§ **Task**:
Word for word, repeat all of the entries.

§ **Dataset records**:
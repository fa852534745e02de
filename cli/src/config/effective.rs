//! The merged configuration visible at one directory.
use std::path::{Path, PathBuf};

use super::fragment::{
    CATEGORY_PATH_KEY, DEFAULT_COPY_MODE, DEFAULT_DIR_MODE, DEFAULT_DOT_MODE, Fragment,
    ROOT_PATH_KEY,
};
use super::ignore::IgnoreMatcher;
use super::modes::{CopyMode, DotMode, Mode};
use crate::error::ConfigError;

/// A fully merged [`Fragment`] with defaults applied and ignore patterns
/// compiled.
///
/// Values are immutable; [`layer`](Self::layer) returns a new config for a
/// subtree instead of mutating a shared stack.
#[derive(Debug, Clone)]
pub struct EffectiveConfig {
    /// Placement of the topic directory.
    pub copy_mode: CopyMode,
    /// Operation for matched entities.
    pub dir_mode: Mode,
    /// Dot prefixing of the first destination component.
    pub dot_mode: DotMode,
    /// Output root.
    pub root_path: PathBuf,
    /// Category directory.
    pub category_path: PathBuf,
    ignore: IgnoreMatcher,
    fragment: Fragment,
}

impl EffectiveConfig {
    /// Build from a merged fragment.
    ///
    /// # Errors
    ///
    /// Returns [`ConfigError::MissingReserved`] if the reserved paths were
    /// never injected.
    pub fn from_fragment(fragment: Fragment) -> Result<Self, ConfigError> {
        let root_path = fragment
            .root_path
            .clone()
            .ok_or(ConfigError::MissingReserved(ROOT_PATH_KEY))?;
        let category_path = fragment
            .category_path
            .clone()
            .ok_or(ConfigError::MissingReserved(CATEGORY_PATH_KEY))?;
        let ignore = fragment
            .ignore
            .as_deref()
            .map_or_else(IgnoreMatcher::empty, IgnoreMatcher::new);
        Ok(Self {
            copy_mode: fragment.copy_mode.unwrap_or(DEFAULT_COPY_MODE),
            dir_mode: fragment.dir_mode.unwrap_or(DEFAULT_DIR_MODE),
            dot_mode: fragment.dot_mode.unwrap_or(DEFAULT_DOT_MODE),
            root_path,
            category_path,
            ignore,
            fragment,
        })
    }

    /// The config for a subtree that adds `over` on top of this one.
    ///
    /// # Errors
    ///
    /// Propagates [`from_fragment`](Self::from_fragment) errors.
    pub fn layer(&self, over: &Fragment) -> Result<Self, ConfigError> {
        Self::from_fragment(self.fragment.merge(over))
    }

    /// The merged fragment this config was built from.
    #[must_use]
    pub const fn fragment(&self) -> &Fragment {
        &self.fragment
    }

    /// The compiled ignore patterns.
    #[must_use]
    pub const fn ignore(&self) -> &IgnoreMatcher {
        &self.ignore
    }

    /// Whether `path` (absolute, under the category) is ignored.
    #[must_use]
    pub fn is_ignored(&self, path: &Path) -> bool {
        let relative = path.strip_prefix(&self.category_path).unwrap_or(path);
        self.ignore.is_match(relative)
    }
}
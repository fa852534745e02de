//! Touch resource: copy only when nothing is at the destination yet.
use anyhow::Result;
use std::path::PathBuf;

use super::copy::CopyResource;
use super::helpers::fs::entry_exists;
use super::{Applicable, Resource, ResourceChange, ResourceState};

/// Seeds `destination` with a copy of `source` once; an existing
/// destination (even a dangling symlink) is never touched again.
#[derive(Debug, Clone)]
pub struct TouchResource {
    copy: CopyResource,
}

impl TouchResource {
    /// Create a new touch resource.
    #[must_use]
    pub const fn new(source: PathBuf, destination: PathBuf) -> Self {
        Self {
            copy: CopyResource::new(source, destination),
        }
    }
}

impl Applicable for TouchResource {
    fn description(&self) -> String {
        format!(
            "{} <= {} (if absent)",
            self.copy.destination.display(),
            self.copy.source.display()
        )
    }

    fn apply(&self) -> Result<ResourceChange> {
        if entry_exists(&self.copy.destination) {
            return Ok(ResourceChange::AlreadyCorrect);
        }
        self.copy.apply()
    }
}

impl Resource for TouchResource {
    fn current_state(&self) -> Result<ResourceState> {
        if entry_exists(&self.copy.destination) {
            return Ok(ResourceState::Correct);
        }
        if !self.copy.source.exists() {
            return Ok(ResourceState::Invalid {
                reason: format!("source does not exist: {}", self.copy.source.display()),
            });
        }
        Ok(ResourceState::Missing)
    }
}

#[cfg(test)]
#[allow(clippy::expect_used, clippy::unwrap_used)]
mod tests {
    use super::*;

    #[test]
    fn creates_once_and_keeps_local_edits() {
        let dir = tempfile::tempdir().unwrap();
        let source = dir.path().join("local.conf");
        let destination = dir.path().join("home/.local.conf");
        std::fs::write(&source, "template").unwrap();

        let resource = TouchResource::new(source.clone(), destination.clone());
        assert_eq!(resource.current_state().unwrap(), ResourceState::Missing);
        assert_eq!(resource.apply().unwrap(), ResourceChange::Applied);

        std::fs::write(&destination, "edited").unwrap();
        std::fs::write(&source, "template v2").unwrap();
        assert_eq!(resource.current_state().unwrap(), ResourceState::Correct);
        assert_eq!(resource.apply().unwrap(), ResourceChange::AlreadyCorrect);
        assert_eq!(std::fs::read_to_string(&destination).unwrap(), "edited");
    }

    #[cfg(unix)]
    #[test]
    fn dangling_symlink_counts_as_present() {
        let dir = tempfile::tempdir().unwrap();
        let source = dir.path().join("src");
        let destination = dir.path().join("dst");
        std::fs::write(&source, "x").unwrap();
        std::os::unix::fs::symlink("/nonexistent/target", &destination).unwrap();

        let resource = TouchResource::new(source, destination);
        assert_eq!(resource.current_state().unwrap(), ResourceState::Correct);
    }

    #[test]
    fn missing_source_is_invalid() {
        let dir = tempfile::tempdir().unwrap();
        let resource = TouchResource::new(dir.path().join("nope"), dir.path().join("dst"));
        assert!(matches!(
            resource.current_state().unwrap(),
            ResourceState::Invalid { .. }
        ));
    }
}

§ **Written response**:
repository fa852534745e02de
filename cli/src/config/effective.rs
//! The merged configuration visible at one directory.
use std::path::{Path, PathBuf};

use super::fragment::{
    CATEGORY_PATH_KEY, DEFAULT_COPY_MODE, DEFAULT_DIR_MODE, DEFAULT_DOT_MODE, Fragment,
    ROOT_PATH_KEY,
};
use super::ignore::IgnoreMatcher;
use super::modes::{CopyMode, DotMode, Mode};
use crate::error::ConfigError;

/// A fully merged [`Fragment`] with defaults applied and ignore patterns
/// compiled.
///
/// Values are immutable; [`layer`](Self::layer) returns a new config for a
/// subtree instead of mutating a shared stack.
#[derive(Debug, Clone)]
pub struct EffectiveConfig {
    /// Placement of the topic directory.
    pub copy_mode: CopyMode,
    /// Operation for matched entities.
    pub dir_mode: Mode,
    /// Dot prefixing of the first destination component.
    pub dot_mode: DotMode,
    /// Output root.
    pub root_path: PathBuf,
    /// Category directory.
    pub category_path: PathBuf,
    ignore: IgnoreMatcher,
    fragment: Fragment,
}

impl EffectiveConfig {
    /// Build from a merged fragment.
    ///
    /// # Errors
    ///
    /// Returns [`ConfigError::MissingReserved`] if the reserved paths were
    /// never injected.
    pub fn from_fragment(fragment: Fragment) -> Result<Self, ConfigError> {
        let root_path = fragment
            .root_path
            .clone()
            .ok_or(ConfigError::MissingReserved(ROOT_PATH_KEY))?;
        let category_path = fragment
            .category_path
            .clone()
            .ok_or(ConfigError::MissingReserved(CATEGORY_PATH_KEY))?;
        let ignore = fragment
            .ignore
            .as_deref()
            .map_or_else(IgnoreMatcher::empty, IgnoreMatcher::new);
        Ok(Self {
            copy_mode: fragment.copy_mode.unwrap_or(DEFAULT_COPY_MODE),
            dir_mode: fragment.dir_mode.unwrap_or(DEFAULT_DIR_MODE),
            dot_mode: fragment.dot_mode.unwrap_or(DEFAULT_DOT_MODE),
            root_path,
            category_path,
            ignore,
            fragment,
        })
    }

    /// The config for a subtree that adds `over` on top of this one.
    ///
    /// # Errors
    ///
    /// Propagates [`from_fragment`](Self::from_fragment) errors.
    pub fn layer(&self, over: &Fragment) -> Result<Self, ConfigError> {
        Self::from_fragment(self.fragment.merge(over))
    }

    /// The merged fragment this config was built from.
    #[must_use]
    pub const fn fragment(&self) -> &Fragment {
        &self.fragment
    }

    /// The compiled ignore patterns.
    #[must_use]
    pub const fn ignore(&self) -> &IgnoreMatcher {
        &self.ignore
    }

    /// Whether `path` (absolute, under the category) is ignored.
    #[must_use]
    pub fn is_ignored(&self, path: &Path) -> bool {
        let relative = path.strip_prefix(&self.category_path).unwrap_or(path);
        self.ignore.is_match(relative)
    }
}
repository fa852534745e02de
//! Touch resource: copy only when nothing is at the destination yet.
use anyhow::Result;
use std::path::PathBuf;

use super::copy::CopyResource;
use super::helpers::fs::entry_exists;
use super::{Applicable, Resource, ResourceChange, ResourceState};

/// Seeds `destination` with a copy of `source` once; an existing
/// destination (even a dangling symlink) is never touched again.
#[derive(Debug, Clone)]
pub struct TouchResource {
    copy: CopyResource,
}

impl TouchResource {
    /// Create a new touch resource.
    #[must_use]
    pub const fn new(source: PathBuf, destination: PathBuf) -> Self {
        Self {
            copy: CopyResource::new(source, destination),
        }
    }
}

impl Applicable for TouchResource {
    fn description(&self) -> String {
        format!(
            "{} <= {} (if absent)",
            self.copy.destination.display(),
            self.copy.source.display()
        )
    }

    fn apply(&self) -> Result<ResourceChange> {
        if entry_exists(&self.copy.destination) {
            return Ok(ResourceChange::AlreadyCorrect);
        }
        self.copy.apply()
    }
}

impl Resource for TouchResource {
    fn current_state(&self) -> Result<ResourceState> {
        if entry_exists(&self.copy.destination) {
            return Ok(ResourceState::Correct);
        }
        if !self.copy.source.exists() {
            return Ok(ResourceState::Invalid {
                reason: format!("source does not exist: {}", self.copy.source.display()),
            });
        }
        Ok(ResourceState::Missing)
    }
}

#[cfg(test)]
#[allow(clippy::expect_used, clippy::unwrap_used)]
mod tests {
    use super::*;

    #[test]
    fn creates_once_and_keeps_local_edits() {
        let dir = tempfile::tempdir().unwrap();
        let source = dir.path().join("local.conf");
        let destination = dir.path().join("home/.local.conf");
        std::fs::write(&source, "template").unwrap();

        let resource = TouchResource::new(source.clone(), destination.clone());
        assert_eq!(resource.current_state().unwrap(), ResourceState::Missing);
        assert_eq!(resource.apply().unwrap(), ResourceChange::Applied);

        std::fs::write(&destination, "edited").unwrap();
        std::fs::write(&source, "template v2").unwrap();
        assert_eq!(resource.current_state().unwrap(), ResourceState::Correct);
        assert_eq!(resource.apply().unwrap(), ResourceChange::AlreadyCorrect);
        assert_eq!(std::fs::read_to_string(&destination).unwrap(), "edited");
    }

    #[cfg(unix)]
    #[test]
    fn dangling_symlink_counts_as_present() {
        let dir = tempfile::tempdir().unwrap();
        let source = dir.path().join("src");
        let destination = dir.path().join("dst");
        std::fs::write(&source, "x").unwrap();
        std::os::unix::fs::symlink("/nonexistent/target", &destination).unwrap();

        let resource = TouchResource::new(source, destination);
        assert_eq!(resource.current_state().unwrap(), ResourceState::Correct);
    }

    #[test]
    fn missing_source_is_invalid() {
        let dir = tempfile::tempdir().unwrap();
        let resource = TouchResource::new(dir.path().join("nope"), dir.path().join("dst"));
        assert!(matches!(
            resource.current_state().unwrap(),
            ResourceState::Invalid { .. }
        ));
    }
}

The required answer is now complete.